:: The input ::

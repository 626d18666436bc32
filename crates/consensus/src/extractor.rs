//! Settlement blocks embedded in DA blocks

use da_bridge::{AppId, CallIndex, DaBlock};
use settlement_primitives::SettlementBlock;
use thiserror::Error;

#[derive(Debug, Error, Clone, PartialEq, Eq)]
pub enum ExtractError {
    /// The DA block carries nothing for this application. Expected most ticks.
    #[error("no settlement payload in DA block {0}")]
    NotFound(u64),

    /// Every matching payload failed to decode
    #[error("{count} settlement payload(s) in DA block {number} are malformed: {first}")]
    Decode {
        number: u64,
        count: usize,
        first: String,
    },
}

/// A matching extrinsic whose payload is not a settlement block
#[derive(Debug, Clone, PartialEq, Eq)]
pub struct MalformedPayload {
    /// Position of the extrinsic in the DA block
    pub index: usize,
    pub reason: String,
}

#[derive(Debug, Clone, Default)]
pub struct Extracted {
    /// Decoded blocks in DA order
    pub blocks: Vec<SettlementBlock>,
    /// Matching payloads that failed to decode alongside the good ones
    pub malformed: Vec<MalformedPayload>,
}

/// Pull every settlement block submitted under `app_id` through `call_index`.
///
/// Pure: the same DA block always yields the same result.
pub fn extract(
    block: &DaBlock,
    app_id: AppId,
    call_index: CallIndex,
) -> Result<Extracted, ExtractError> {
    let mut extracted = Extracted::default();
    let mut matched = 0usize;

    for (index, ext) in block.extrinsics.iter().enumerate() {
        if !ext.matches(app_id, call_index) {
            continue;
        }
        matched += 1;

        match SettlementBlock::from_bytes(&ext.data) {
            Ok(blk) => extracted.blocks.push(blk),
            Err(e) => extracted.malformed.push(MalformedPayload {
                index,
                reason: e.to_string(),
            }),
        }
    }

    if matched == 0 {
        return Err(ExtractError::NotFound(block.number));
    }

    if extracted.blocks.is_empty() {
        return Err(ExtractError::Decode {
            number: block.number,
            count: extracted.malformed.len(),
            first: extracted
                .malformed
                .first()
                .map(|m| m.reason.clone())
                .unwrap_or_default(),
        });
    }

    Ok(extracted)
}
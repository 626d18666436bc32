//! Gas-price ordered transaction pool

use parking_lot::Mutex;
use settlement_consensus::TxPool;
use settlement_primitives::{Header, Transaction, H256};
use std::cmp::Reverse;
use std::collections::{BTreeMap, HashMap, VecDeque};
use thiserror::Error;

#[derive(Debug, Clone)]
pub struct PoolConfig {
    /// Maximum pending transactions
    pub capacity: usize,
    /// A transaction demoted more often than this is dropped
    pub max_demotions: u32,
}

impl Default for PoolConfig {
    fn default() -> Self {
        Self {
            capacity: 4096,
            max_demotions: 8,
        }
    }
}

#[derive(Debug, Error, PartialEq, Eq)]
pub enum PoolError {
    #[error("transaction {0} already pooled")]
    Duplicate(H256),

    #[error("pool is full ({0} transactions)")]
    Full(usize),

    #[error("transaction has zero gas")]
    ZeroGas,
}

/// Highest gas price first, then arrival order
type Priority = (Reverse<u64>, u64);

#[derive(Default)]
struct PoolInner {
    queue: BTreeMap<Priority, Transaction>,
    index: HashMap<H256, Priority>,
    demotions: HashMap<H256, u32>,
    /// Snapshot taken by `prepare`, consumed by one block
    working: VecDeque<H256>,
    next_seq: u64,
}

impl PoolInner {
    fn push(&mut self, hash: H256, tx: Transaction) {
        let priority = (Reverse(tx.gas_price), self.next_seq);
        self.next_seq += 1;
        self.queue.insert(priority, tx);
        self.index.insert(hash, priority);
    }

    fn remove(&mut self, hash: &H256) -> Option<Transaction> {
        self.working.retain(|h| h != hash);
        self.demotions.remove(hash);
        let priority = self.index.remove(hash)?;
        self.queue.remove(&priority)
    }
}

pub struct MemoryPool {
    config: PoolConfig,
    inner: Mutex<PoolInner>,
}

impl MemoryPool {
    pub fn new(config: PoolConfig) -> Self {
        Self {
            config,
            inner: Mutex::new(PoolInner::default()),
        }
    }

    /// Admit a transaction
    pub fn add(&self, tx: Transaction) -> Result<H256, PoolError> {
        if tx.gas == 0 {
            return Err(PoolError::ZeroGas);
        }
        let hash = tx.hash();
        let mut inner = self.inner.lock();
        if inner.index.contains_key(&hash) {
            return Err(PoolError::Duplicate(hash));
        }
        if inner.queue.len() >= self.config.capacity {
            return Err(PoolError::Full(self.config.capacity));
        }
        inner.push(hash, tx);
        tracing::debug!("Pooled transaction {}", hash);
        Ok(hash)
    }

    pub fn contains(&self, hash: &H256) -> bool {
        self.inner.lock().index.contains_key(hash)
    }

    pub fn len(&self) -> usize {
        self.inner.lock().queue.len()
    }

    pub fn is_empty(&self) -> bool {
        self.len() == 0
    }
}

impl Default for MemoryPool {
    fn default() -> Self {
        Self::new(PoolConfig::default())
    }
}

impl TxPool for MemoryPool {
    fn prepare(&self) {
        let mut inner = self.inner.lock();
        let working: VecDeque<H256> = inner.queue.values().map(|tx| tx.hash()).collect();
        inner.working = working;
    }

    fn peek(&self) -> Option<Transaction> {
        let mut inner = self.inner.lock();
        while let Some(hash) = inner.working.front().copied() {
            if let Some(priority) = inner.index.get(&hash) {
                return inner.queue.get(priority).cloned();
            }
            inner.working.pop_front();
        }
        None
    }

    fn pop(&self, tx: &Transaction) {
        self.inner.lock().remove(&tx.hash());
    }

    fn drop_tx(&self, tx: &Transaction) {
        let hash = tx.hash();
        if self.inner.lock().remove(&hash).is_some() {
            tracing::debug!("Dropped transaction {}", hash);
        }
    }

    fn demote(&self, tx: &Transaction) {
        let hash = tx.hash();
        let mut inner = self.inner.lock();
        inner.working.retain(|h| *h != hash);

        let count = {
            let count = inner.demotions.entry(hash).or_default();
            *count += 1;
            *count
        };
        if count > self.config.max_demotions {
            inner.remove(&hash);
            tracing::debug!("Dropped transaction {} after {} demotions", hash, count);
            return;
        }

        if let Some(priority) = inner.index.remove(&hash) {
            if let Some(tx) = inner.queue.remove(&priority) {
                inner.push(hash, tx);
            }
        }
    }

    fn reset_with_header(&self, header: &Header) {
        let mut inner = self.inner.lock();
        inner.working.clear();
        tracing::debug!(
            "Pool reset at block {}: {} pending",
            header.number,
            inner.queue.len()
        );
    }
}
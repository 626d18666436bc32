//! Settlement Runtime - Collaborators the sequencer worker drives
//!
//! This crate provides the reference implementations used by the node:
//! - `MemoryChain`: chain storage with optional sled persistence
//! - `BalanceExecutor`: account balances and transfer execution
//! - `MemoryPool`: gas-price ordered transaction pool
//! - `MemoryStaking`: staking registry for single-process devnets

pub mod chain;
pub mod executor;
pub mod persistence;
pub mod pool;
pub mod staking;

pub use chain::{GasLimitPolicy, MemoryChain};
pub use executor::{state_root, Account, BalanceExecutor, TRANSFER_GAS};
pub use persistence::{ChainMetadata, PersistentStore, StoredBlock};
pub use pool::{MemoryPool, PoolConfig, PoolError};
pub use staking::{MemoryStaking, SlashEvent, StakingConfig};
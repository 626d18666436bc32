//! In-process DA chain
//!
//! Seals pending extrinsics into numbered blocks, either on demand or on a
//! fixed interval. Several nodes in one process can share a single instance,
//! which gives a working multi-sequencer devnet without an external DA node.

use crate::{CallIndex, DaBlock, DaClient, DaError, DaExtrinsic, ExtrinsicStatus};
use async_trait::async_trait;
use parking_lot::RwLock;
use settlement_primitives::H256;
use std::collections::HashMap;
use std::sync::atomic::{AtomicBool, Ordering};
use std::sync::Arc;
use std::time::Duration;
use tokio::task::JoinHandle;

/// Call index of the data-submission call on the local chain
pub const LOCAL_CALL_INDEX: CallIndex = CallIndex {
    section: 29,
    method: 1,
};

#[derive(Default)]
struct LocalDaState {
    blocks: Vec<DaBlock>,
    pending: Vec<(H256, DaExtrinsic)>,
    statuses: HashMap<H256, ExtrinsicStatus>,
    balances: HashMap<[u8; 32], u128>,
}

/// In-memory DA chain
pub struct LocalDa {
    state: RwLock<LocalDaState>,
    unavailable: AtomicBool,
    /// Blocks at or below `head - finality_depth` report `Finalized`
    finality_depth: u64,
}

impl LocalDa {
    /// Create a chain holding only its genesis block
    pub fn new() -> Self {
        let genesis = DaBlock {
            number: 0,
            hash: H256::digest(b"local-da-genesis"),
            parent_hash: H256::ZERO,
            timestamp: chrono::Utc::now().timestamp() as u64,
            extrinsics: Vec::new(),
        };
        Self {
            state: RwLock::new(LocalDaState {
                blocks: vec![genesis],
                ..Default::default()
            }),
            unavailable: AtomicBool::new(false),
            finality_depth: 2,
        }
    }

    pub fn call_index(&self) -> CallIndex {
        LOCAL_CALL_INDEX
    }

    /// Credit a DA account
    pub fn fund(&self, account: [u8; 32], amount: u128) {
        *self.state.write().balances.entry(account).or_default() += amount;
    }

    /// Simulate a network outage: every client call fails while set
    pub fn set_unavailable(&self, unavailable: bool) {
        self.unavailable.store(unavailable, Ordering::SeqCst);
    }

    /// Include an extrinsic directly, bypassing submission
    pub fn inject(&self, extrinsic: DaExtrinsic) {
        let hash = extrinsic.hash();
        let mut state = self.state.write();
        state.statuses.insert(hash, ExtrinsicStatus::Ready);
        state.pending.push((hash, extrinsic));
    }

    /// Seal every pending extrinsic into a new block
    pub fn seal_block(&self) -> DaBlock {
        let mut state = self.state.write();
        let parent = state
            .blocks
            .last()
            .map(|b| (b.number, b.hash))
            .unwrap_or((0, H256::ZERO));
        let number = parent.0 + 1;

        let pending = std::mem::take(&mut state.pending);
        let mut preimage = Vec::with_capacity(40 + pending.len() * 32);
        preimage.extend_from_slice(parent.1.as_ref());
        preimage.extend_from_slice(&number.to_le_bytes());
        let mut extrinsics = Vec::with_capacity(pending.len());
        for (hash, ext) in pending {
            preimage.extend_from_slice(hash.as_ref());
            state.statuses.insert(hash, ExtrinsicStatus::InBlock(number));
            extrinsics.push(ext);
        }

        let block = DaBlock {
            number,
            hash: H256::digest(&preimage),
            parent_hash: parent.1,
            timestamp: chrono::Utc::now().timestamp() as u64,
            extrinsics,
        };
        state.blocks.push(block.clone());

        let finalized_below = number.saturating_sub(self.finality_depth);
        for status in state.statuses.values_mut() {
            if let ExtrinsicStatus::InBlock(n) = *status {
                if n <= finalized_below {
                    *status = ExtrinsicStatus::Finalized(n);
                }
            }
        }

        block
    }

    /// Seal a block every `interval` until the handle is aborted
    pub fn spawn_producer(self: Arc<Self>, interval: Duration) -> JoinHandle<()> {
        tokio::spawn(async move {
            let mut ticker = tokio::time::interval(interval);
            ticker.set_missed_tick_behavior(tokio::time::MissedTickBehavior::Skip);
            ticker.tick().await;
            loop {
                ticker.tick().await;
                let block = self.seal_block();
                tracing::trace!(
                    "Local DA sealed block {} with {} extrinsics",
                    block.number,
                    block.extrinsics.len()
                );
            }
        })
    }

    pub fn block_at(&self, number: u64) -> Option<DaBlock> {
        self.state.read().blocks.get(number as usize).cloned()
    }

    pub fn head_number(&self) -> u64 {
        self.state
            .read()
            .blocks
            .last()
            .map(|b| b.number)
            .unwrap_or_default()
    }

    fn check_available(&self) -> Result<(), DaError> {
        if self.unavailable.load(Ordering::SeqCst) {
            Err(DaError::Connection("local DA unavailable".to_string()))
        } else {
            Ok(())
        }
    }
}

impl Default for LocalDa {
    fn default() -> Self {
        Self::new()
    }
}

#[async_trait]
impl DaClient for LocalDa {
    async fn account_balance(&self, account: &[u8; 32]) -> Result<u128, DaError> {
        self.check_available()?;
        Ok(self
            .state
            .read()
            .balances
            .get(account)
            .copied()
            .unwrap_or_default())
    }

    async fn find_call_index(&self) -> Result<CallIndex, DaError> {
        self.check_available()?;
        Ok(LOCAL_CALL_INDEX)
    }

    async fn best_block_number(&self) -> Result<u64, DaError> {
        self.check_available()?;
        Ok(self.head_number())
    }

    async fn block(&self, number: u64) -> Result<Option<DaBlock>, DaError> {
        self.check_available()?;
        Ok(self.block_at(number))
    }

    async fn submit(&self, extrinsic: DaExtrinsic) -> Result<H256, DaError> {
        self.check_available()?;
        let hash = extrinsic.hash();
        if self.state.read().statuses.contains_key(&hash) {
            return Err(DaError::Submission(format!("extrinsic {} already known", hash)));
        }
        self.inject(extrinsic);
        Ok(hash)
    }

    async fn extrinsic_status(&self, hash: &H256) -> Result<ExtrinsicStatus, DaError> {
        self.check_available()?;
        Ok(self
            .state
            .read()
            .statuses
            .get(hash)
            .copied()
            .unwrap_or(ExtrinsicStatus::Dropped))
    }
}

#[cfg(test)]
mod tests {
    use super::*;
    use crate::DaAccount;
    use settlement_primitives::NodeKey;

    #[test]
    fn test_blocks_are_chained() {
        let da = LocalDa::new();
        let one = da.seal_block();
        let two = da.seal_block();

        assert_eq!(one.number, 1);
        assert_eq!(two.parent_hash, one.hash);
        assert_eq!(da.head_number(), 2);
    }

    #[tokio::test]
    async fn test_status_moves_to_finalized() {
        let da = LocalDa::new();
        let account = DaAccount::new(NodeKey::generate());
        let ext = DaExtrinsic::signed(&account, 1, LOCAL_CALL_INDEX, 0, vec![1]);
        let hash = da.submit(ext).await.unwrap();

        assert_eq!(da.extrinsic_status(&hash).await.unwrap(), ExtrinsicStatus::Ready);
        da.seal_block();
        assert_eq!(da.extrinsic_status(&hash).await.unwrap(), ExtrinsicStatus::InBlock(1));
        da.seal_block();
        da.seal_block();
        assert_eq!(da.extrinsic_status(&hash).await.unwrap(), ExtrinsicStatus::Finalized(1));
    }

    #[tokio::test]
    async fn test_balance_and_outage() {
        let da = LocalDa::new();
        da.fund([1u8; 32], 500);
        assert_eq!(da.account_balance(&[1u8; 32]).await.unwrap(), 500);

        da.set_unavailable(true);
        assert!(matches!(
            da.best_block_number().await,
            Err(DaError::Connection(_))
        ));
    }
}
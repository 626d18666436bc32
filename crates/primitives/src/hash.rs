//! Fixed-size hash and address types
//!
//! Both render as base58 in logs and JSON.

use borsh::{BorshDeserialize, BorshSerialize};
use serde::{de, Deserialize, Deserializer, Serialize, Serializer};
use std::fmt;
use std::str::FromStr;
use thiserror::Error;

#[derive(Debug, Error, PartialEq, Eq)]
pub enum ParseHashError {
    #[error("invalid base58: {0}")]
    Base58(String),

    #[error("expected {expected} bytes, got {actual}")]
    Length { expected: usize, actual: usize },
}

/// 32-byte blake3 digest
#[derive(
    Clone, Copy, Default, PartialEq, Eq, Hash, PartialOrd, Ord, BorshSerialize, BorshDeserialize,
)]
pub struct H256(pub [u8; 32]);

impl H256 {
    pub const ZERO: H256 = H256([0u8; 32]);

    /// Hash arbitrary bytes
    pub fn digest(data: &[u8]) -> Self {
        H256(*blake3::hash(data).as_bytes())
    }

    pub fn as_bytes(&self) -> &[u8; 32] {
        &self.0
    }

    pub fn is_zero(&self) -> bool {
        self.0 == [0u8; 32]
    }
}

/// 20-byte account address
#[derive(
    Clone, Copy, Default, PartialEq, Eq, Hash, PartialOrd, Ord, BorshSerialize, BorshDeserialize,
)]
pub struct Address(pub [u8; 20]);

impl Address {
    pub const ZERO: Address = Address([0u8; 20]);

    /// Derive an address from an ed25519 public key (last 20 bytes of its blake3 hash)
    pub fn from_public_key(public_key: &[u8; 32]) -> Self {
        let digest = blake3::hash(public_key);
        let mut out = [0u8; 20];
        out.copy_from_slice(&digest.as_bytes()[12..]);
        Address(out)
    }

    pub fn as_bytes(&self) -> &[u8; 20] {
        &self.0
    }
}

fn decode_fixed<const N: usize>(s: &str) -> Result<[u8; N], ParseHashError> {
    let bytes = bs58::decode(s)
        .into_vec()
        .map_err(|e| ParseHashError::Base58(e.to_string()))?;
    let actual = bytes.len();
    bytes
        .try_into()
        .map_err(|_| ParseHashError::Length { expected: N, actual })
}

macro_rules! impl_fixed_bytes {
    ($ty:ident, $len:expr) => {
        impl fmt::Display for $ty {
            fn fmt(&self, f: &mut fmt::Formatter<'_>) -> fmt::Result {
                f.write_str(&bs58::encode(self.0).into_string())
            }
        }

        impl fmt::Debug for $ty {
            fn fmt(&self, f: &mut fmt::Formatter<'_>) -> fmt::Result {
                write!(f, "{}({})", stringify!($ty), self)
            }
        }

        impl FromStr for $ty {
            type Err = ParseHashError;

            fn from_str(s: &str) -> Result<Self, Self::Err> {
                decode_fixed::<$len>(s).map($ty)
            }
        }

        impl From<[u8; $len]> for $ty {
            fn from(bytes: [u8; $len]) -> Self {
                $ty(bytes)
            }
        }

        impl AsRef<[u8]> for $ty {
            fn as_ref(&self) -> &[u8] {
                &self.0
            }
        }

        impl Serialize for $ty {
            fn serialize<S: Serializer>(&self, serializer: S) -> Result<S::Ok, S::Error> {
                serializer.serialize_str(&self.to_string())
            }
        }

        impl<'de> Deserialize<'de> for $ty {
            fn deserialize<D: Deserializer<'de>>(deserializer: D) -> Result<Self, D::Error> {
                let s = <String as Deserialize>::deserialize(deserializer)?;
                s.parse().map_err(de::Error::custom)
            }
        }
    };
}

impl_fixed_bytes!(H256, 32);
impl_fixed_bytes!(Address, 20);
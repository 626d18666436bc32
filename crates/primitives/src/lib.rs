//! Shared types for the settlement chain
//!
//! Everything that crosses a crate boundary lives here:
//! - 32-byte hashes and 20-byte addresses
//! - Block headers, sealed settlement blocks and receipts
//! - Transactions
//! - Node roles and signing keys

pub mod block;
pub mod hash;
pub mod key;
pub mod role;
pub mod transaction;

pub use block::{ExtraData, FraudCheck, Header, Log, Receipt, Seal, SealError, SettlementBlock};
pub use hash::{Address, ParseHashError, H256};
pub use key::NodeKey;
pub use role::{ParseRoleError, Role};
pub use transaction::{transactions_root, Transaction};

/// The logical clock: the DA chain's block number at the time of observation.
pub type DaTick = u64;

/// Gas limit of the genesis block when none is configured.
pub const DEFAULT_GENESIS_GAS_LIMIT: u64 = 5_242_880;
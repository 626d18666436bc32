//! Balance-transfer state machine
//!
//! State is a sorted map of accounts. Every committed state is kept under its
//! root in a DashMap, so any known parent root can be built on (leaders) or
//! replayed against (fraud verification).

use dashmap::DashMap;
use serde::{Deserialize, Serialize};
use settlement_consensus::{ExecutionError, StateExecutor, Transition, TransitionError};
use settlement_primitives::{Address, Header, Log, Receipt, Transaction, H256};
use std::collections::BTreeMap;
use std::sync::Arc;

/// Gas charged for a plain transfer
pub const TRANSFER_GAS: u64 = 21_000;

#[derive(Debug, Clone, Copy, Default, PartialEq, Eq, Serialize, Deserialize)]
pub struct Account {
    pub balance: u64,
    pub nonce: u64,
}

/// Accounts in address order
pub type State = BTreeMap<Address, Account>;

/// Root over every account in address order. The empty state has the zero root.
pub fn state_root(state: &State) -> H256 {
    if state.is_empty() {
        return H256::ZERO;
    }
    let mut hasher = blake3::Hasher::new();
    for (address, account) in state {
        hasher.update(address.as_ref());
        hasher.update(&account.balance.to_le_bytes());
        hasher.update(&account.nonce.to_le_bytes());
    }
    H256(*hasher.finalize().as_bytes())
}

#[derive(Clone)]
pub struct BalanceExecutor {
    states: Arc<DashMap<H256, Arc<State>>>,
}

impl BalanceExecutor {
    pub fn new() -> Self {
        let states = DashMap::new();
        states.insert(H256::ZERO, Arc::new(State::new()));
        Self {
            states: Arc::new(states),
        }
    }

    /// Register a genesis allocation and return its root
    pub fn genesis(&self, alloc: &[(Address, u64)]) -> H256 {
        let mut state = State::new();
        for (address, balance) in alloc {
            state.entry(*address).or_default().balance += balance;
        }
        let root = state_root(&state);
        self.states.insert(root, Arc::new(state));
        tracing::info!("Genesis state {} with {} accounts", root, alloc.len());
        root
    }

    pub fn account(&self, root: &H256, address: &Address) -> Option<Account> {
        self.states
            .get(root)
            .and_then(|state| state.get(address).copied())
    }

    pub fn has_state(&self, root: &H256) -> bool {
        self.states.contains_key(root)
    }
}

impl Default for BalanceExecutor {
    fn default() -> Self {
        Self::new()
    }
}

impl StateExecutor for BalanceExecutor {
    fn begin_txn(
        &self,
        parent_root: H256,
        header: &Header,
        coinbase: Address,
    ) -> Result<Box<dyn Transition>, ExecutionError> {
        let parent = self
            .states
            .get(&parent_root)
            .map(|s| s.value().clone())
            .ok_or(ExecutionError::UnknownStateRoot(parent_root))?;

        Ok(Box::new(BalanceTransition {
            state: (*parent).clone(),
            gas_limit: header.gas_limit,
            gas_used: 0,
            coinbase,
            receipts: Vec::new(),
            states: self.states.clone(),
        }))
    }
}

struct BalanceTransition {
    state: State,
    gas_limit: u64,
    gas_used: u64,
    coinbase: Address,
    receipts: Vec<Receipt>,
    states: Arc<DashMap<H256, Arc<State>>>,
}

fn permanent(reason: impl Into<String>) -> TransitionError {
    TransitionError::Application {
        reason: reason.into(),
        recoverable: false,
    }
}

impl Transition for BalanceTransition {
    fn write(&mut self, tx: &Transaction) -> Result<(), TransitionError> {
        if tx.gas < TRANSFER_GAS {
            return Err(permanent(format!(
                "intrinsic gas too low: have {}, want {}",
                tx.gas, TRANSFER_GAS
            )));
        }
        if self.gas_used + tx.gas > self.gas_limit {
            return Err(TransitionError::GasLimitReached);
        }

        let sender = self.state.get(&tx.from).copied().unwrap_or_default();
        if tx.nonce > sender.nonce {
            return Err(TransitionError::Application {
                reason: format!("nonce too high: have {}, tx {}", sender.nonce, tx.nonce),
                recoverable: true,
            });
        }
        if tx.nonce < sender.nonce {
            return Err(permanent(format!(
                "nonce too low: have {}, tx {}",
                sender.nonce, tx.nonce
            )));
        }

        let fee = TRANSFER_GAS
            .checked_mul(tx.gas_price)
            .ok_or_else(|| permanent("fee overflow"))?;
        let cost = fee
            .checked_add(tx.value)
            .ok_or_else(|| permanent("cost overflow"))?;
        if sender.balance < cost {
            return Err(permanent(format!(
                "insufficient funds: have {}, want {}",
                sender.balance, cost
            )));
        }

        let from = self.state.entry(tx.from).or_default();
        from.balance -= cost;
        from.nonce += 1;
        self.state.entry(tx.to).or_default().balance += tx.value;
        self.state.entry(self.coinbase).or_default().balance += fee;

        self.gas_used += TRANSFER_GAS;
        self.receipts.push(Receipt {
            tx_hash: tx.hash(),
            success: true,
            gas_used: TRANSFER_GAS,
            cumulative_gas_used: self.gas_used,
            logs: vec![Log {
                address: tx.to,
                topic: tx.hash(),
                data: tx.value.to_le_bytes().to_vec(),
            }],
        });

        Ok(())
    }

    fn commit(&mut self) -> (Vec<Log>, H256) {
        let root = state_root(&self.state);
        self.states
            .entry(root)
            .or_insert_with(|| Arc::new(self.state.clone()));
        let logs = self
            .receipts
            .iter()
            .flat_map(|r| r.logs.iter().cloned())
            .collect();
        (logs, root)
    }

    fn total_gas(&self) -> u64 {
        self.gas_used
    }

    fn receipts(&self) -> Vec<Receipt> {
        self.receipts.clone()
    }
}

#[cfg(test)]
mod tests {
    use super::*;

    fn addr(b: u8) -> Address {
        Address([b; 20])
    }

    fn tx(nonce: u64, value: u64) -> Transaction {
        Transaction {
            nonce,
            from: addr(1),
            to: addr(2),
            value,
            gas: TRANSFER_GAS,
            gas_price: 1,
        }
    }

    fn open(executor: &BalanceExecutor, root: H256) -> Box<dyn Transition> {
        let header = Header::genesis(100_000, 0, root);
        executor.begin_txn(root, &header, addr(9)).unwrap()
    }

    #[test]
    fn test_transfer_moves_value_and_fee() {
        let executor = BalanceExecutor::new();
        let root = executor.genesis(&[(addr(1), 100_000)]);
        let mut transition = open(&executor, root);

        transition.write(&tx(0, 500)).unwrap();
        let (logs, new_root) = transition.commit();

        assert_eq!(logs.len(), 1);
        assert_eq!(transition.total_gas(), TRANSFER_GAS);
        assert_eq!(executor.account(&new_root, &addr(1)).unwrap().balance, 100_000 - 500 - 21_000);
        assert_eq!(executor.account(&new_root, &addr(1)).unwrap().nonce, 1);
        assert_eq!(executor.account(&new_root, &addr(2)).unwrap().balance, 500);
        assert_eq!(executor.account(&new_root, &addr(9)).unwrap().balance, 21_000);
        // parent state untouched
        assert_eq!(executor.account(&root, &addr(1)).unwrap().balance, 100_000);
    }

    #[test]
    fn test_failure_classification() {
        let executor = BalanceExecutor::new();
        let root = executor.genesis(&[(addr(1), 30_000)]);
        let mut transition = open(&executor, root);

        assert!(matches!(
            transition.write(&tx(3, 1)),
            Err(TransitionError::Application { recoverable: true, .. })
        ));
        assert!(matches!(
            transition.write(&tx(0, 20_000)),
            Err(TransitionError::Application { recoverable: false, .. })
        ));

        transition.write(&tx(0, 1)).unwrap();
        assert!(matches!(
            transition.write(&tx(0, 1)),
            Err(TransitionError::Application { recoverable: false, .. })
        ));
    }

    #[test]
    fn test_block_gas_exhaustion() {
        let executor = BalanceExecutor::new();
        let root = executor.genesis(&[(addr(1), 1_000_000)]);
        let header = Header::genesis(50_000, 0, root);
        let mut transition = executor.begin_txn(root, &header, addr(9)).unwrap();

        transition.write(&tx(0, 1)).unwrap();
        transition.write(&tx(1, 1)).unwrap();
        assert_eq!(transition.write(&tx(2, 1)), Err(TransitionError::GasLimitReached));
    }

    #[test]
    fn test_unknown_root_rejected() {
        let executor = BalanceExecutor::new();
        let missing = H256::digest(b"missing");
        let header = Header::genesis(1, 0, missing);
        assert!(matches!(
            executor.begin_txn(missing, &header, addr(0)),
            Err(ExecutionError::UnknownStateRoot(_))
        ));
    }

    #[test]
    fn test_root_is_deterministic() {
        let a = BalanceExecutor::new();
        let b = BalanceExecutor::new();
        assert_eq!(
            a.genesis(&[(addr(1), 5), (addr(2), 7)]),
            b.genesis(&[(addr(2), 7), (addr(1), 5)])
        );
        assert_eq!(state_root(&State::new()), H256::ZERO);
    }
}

:::

**Directions:** Find the lines above with the word "pending". Copy them out.

**Result for this exercise:**
    /// Maximum pending transactions
            "Pool reset at block {}: {} pending",
//! Seals pending extrinsics into numbered blocks, either on demand or on a
    pending: Vec<(H256, DaExtrinsic)>,
        state.pending.push((hash, extrinsic));
    /// Seal every pending extrinsic into a new block
        let pending = std::mem::take(&mut state.pending);
        let mut preimage = Vec::with_capacity(40 + pending.len() * 32);
        let mut extrinsics = Vec::with_capacity(pending.len());
        for (hash, ext) in pending {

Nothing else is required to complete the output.